> ASSIGNMENT: Repeat every line of the material, character for character.
▼▼▼
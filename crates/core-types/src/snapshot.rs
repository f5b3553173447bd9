// In crates/core-types/src/snapshot.rs

use crate::types::{Holding, OpenOrder, Quote, Symbol};
use rust_decimal::Decimal;
use std::collections::HashMap;

/// Current holdings keyed by symbol.
pub type Holdings = HashMap<Symbol, Holding>;

/// A read-only view of the engine's state for one evaluation cycle.
///
/// The engine builds a fresh snapshot every cycle; models borrow it for the
/// duration of a single call and never keep it.
#[derive(Debug, Clone, Default)]
pub struct PortfolioSnapshot {
    pub holdings: Holdings,
    pub open_orders: HashMap<Symbol, Vec<OpenOrder>>,
    pub quotes: HashMap<Symbol, Quote>,
}

impl PortfolioSnapshot {
    pub fn new() -> Self {
        Self::default()
    }

    pub fn with_holding(mut self, symbol: Symbol, holding: Holding) -> Self {
        self.holdings.insert(symbol, holding);
        self
    }

    pub fn with_open_order(mut self, order: OpenOrder) -> Self {
        self.open_orders
            .entry(order.symbol.clone())
            .or_default()
            .push(order);
        self
    }

    pub fn with_quote(mut self, symbol: Symbol, quote: Quote) -> Self {
        self.quotes.insert(symbol, quote);
        self
    }

    /// Held quantity, zero when nothing is held.
    pub fn holding_quantity(&self, symbol: &Symbol) -> Decimal {
        self.holdings
            .get(symbol)
            .map(|h| h.quantity)
            .unwrap_or(Decimal::ZERO)
    }

    /// Sum of every open order's signed quantity.
    pub fn open_quantity(&self, symbol: &Symbol) -> Decimal {
        self.open_orders
            .get(symbol)
            .map(|orders| orders.iter().map(|o| o.quantity).sum())
            .unwrap_or(Decimal::ZERO)
    }

    pub fn quote(&self, symbol: &Symbol) -> Option<&Quote> {
        self.quotes.get(symbol)
    }
}

#[cfg(test)]
mod tests {
    use super::*;
    use rust_decimal_macros::dec;

    #[test]
    fn open_quantity_sums_both_sides() {
        let spy = Symbol::from("SPY");
        let snapshot = PortfolioSnapshot::new()
            .with_open_order(OpenOrder::new(spy.clone(), dec!(5)))
            .with_open_order(OpenOrder::new(spy.clone(), dec!(-2)));

        assert_eq!(snapshot.open_quantity(&spy), dec!(3));
    }

    #[test]
    fn missing_entries_default_to_zero() {
        let snapshot = PortfolioSnapshot::new();
        let aig = Symbol::from("AIG");

        assert_eq!(snapshot.holding_quantity(&aig), Decimal::ZERO);
        assert_eq!(snapshot.open_quantity(&aig), Decimal::ZERO);
        assert!(snapshot.quote(&aig).is_none());
    }

    #[test]
    fn holding_quantity_reads_snapshot() {
        let bac = Symbol::from("BAC");
        let snapshot =
            PortfolioSnapshot::new().with_holding(bac.clone(), Holding::new(dec!(-40), dec!(0.01)));

        assert_eq!(snapshot.holding_quantity(&bac), dec!(-40));
    }
}
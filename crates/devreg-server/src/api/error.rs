//! API error types and response handling.
//!
//! Handlers return [`ApiError`], which renders as a JSON [`ErrorResponse`]
//! with the status and machine code of the underlying registry error.

use axum::http::StatusCode;
use axum::response::{IntoResponse, Response};
use axum::Json;
use devreg_core::RegistryError;
use serde::{Deserialize, Serialize};
use utoipa::ToSchema;

/// Result type alias for API handlers.
pub type ApiResult<T> = Result<T, ApiError>;

/// Unified API error type.
#[derive(Debug, Clone)]
pub enum ApiError {
    /// 400 Bad Request - invalid input from the client.
    BadRequest {
        /// Machine-readable error code.
        error_code: String,
        /// Human-readable error message.
        message: String,
    },

    /// 404 Not Found - the resource does not exist.
    NotFound {
        /// Machine-readable error code.
        error_code: String,
        /// Human-readable error message.
        message: String,
    },

    /// 409 Conflict - existing data or dependent records block the change.
    Conflict {
        /// Machine-readable error code.
        error_code: String,
        /// Human-readable error message.
        message: String,
    },

    /// 500 Internal Server Error.
    InternalError {
        /// Machine-readable error code.
        error_code: String,
        /// Human-readable error message.
        message: String,
    },
}

/// Standard JSON error response body.
#[derive(Debug, Clone, Serialize, Deserialize, ToSchema)]
#[schema(example = json!({
    "error": "SERIAL_RANGE_CONFLICT",
    "message": "Serial number already exists",
    "details": null
}))]
pub struct ErrorResponse {
    /// Machine-readable error code.
    #[schema(example = "SERIAL_RANGE_CONFLICT")]
    pub error: String,

    /// Human-readable error message.
    #[schema(example = "Serial number already exists")]
    pub message: String,

    /// Optional additional details.
    #[schema(nullable)]
    pub details: Option<serde_json::Value>,
}

impl ApiError {
    /// A 400 with the given code and message.
    pub fn bad_request(error_code: &str, message: impl Into<String>) -> Self {
        Self::BadRequest {
            error_code: error_code.to_string(),
            message: message.into(),
        }
    }

    const fn status(&self) -> StatusCode {
        match self {
            Self::BadRequest { .. } => StatusCode::BAD_REQUEST,
            Self::NotFound { .. } => StatusCode::NOT_FOUND,
            Self::Conflict { .. } => StatusCode::CONFLICT,
            Self::InternalError { .. } => StatusCode::INTERNAL_SERVER_ERROR,
        }
    }
}

impl IntoResponse for ApiError {
    fn into_response(self) -> Response {
        let status = self.status();
        let (Self::BadRequest {
            error_code,
            message,
        }
        | Self::NotFound {
            error_code,
            message,
        }
        | Self::Conflict {
            error_code,
            message,
        }
        | Self::InternalError {
            error_code,
            message,
        }) = self;

        if status.is_server_error() {
            tracing::error!(error_code = %error_code, message = %message, "Internal server error");
        }

        let body = ErrorResponse {
            error: error_code,
            message,
            details: None,
        };
        (status, Json(body)).into_response()
    }
}

impl std::fmt::Display for ApiError {
    fn fmt(&self, f: &mut std::fmt::Formatter<'_>) -> std::fmt::Result {
        match self {
            Self::BadRequest { message, .. } => write!(f, "Bad Request: {message}"),
            Self::NotFound { message, .. } => write!(f, "Not Found: {message}"),
            Self::Conflict { message, .. } => write!(f, "Conflict: {message}"),
            Self::InternalError { message, .. } => write!(f, "Internal Error: {message}"),
        }
    }
}

impl std::error::Error for ApiError {}

impl From<RegistryError> for ApiError {
    fn from(err: RegistryError) -> Self {
        if let Some(source) = std::error::Error::source(&err) {
            tracing::error!(error_code = err.error_code(), source = %source, "registry failure");
        }
        let error_code = err.error_code().to_string();
        let message = err.to_string();
        match err.http_status_code() {
            400 => Self::BadRequest {
                error_code,
                message,
            },
            404 => Self::NotFound {
                error_code,
                message,
            },
            409 => Self::Conflict {
                error_code,
                message,
            },
            _ => Self::InternalError {
                error_code,
                message,
            },
        }
    }
}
▲▲▲
> TASK RESPONSE:
filename crates/core-types/src/snapshot.rs
repository f5b3553173447bd9
// In crates/core-types/src/snapshot.rs

use crate::types::{Holding, OpenOrder, Quote, Symbol};
use rust_decimal::Decimal;
use std::collections::HashMap;

/// Current holdings keyed by symbol.
pub type Holdings = HashMap<Symbol, Holding>;

/// A read-only view of the engine's state for one evaluation cycle.
///
/// The engine builds a fresh snapshot every cycle; models borrow it for the
/// duration of a single call and never keep it.
#[derive(Debug, Clone, Default)]
pub struct PortfolioSnapshot {
    pub holdings: Holdings,
    pub open_orders: HashMap<Symbol, Vec<OpenOrder>>,
    pub quotes: HashMap<Symbol, Quote>,
}

impl PortfolioSnapshot {
    pub fn new() -> Self {
        Self::default()
    }

    pub fn with_holding(mut self, symbol: Symbol, holding: Holding) -> Self {
        self.holdings.insert(symbol, holding);
        self
    }

    pub fn with_open_order(mut self, order: OpenOrder) -> Self {
        self.open_orders
            .entry(order.symbol.clone())
            .or_default()
            .push(order);
        self
    }

    pub fn with_quote(mut self, symbol: Symbol, quote: Quote) -> Self {
        self.quotes.insert(symbol, quote);
        self
    }

    /// Held quantity, zero when nothing is held.
    pub fn holding_quantity(&self, symbol: &Symbol) -> Decimal {
        self.holdings
            .get(symbol)
            .map(|h| h.quantity)
            .unwrap_or(Decimal::ZERO)
    }

    /// Sum of every open order's signed quantity.
    pub fn open_quantity(&self, symbol: &Symbol) -> Decimal {
        self.open_orders
            .get(symbol)
            .map(|orders| orders.iter().map(|o| o.quantity).sum())
            .unwrap_or(Decimal::ZERO)
    }

    pub fn quote(&self, symbol: &Symbol) -> Option<&Quote> {
        self.quotes.get(symbol)
    }
}

#[cfg(test)]
mod tests {
    use super::*;
    use rust_decimal_macros::dec;

    #[test]
    fn open_quantity_sums_both_sides() {
        let spy = Symbol::from("SPY");
        let snapshot = PortfolioSnapshot::new()
            .with_open_order(OpenOrder::new(spy.clone(), dec!(5)))
            .with_open_order(OpenOrder::new(spy.clone(), dec!(-2)));

        assert_eq!(snapshot.open_quantity(&spy), dec!(3));
    }

    #[test]
    fn missing_entries_default_to_zero() {
        let snapshot = PortfolioSnapshot::new();
        let aig = Symbol::from("AIG");

        assert_eq!(snapshot.holding_quantity(&aig), Decimal::ZERO);
        assert_eq!(snapshot.open_quantity(&aig), Decimal::ZERO);
        assert!(snapshot.quote(&aig).is_none());
    }

    #[test]
    fn holding_quantity_reads_snapshot() {
        let bac = Symbol::from("BAC");
        let snapshot =
            PortfolioSnapshot::new().with_holding(bac.clone(), Holding::new(dec!(-40), dec!(0.01)));

        assert_eq!(snapshot.holding_quantity(&bac), dec!(-40));
    }
}
filename crates/devreg-server/src/api/error.rs
//! API error types and response handling.
//!
//! Handlers return [`ApiError`], which renders as a JSON [`ErrorResponse`]
//! with the status and machine code of the underlying registry error.

use axum::http::StatusCode;
use axum::response::{IntoResponse, Response};
use axum::Json;
use devreg_core::RegistryError;
use serde::{Deserialize, Serialize};
use utoipa::ToSchema;

/// Result type alias for API handlers.
pub type ApiResult<T> = Result<T, ApiError>;

/// Unified API error type.
#[derive(Debug, Clone)]
pub enum ApiError {
    /// 400 Bad Request - invalid input from the client.
    BadRequest {
        /// Machine-readable error code.
        error_code: String,
        /// Human-readable error message.
        message: String,
    },

    /// 404 Not Found - the resource does not exist.
    NotFound {
        /// Machine-readable error code.
        error_code: String,
        /// Human-readable error message.
        message: String,
    },

    /// 409 Conflict - existing data or dependent records block the change.
    Conflict {
        /// Machine-readable error code.
        error_code: String,
        /// Human-readable error message.
        message: String,
    },

    /// 500 Internal Server Error.
    InternalError {
        /// Machine-readable error code.
        error_code: String,
        /// Human-readable error message.
        message: String,
    },
}

/// Standard JSON error response body.
#[derive(Debug, Clone, Serialize, Deserialize, ToSchema)]
#[schema(example = json!({
    "error": "SERIAL_RANGE_CONFLICT",
    "message": "Serial number already exists",
    "details": null
}))]
pub struct ErrorResponse {
    /// Machine-readable error code.
    #[schema(example = "SERIAL_RANGE_CONFLICT")]
    pub error: String,

    /// Human-readable error message.
    #[schema(example = "Serial number already exists")]
    pub message: String,

    /// Optional additional details.
    #[schema(nullable)]
    pub details: Option<serde_json::Value>,
}

impl ApiError {
    /// A 400 with the given code and message.
    pub fn bad_request(error_code: &str, message: impl Into<String>) -> Self {
        Self::BadRequest {
            error_code: error_code.to_string(),
            message: message.into(),
        }
    }

    const fn status(&self) -> StatusCode {
        match self {
            Self::BadRequest { .. } => StatusCode::BAD_REQUEST,
            Self::NotFound { .. } => StatusCode::NOT_FOUND,
            Self::Conflict { .. } => StatusCode::CONFLICT,
            Self::InternalError { .. } => StatusCode::INTERNAL_SERVER_ERROR,
        }
    }
}

impl IntoResponse for ApiError {
    fn into_response(self) -> Response {
        let status = self.status();
        let (Self::BadRequest {
            error_code,
            message,
        }
        | Self::NotFound {
            error_code,
            message,
        }
        | Self::Conflict {
            error_code,
            message,
        }
        | Self::InternalError {
            error_code,
            message,
        }) = self;

        if status.is_server_error() {
            tracing::error!(error_code = %error_code, message = %message, "Internal server error");
        }

        let body = ErrorResponse {
            error: error_code,
            message,
            details: None,
        };
        (status, Json(body)).into_response()
    }
}

impl std::fmt::Display for ApiError {
    fn fmt(&self, f: &mut std::fmt::Formatter<'_>) -> std::fmt::Result {
        match self {
            Self::BadRequest { message, .. } => write!(f, "Bad Request: {message}"),
            Self::NotFound { message, .. } => write!(f, "Not Found: {message}"),
            Self::Conflict { message, .. } => write!(f, "Conflict: {message}"),
            Self::InternalError { message, .. } => write!(f, "Internal Error: {message}"),
        }
    }
}

impl std::error::Error for ApiError {}

impl From<RegistryError> for ApiError {
    fn from(err: RegistryError) -> Self {
        if let Some(source) = std::error::Error::source(&err) {
            tracing::error!(error_code = err.error_code(), source = %source, "registry failure");
        }
        let error_code = err.error_code().to_string();
        let message = err.to_string();
        match err.http_status_code() {
            400 => Self::BadRequest {
                error_code,
                message,
            },
            404 => Self::NotFound {
                error_code,
                message,
            },
            409 => Self::Conflict {
                error_code,
                message,
            },
            _ => Self::InternalError {
                error_code,
                message,
            },
        }
    }
}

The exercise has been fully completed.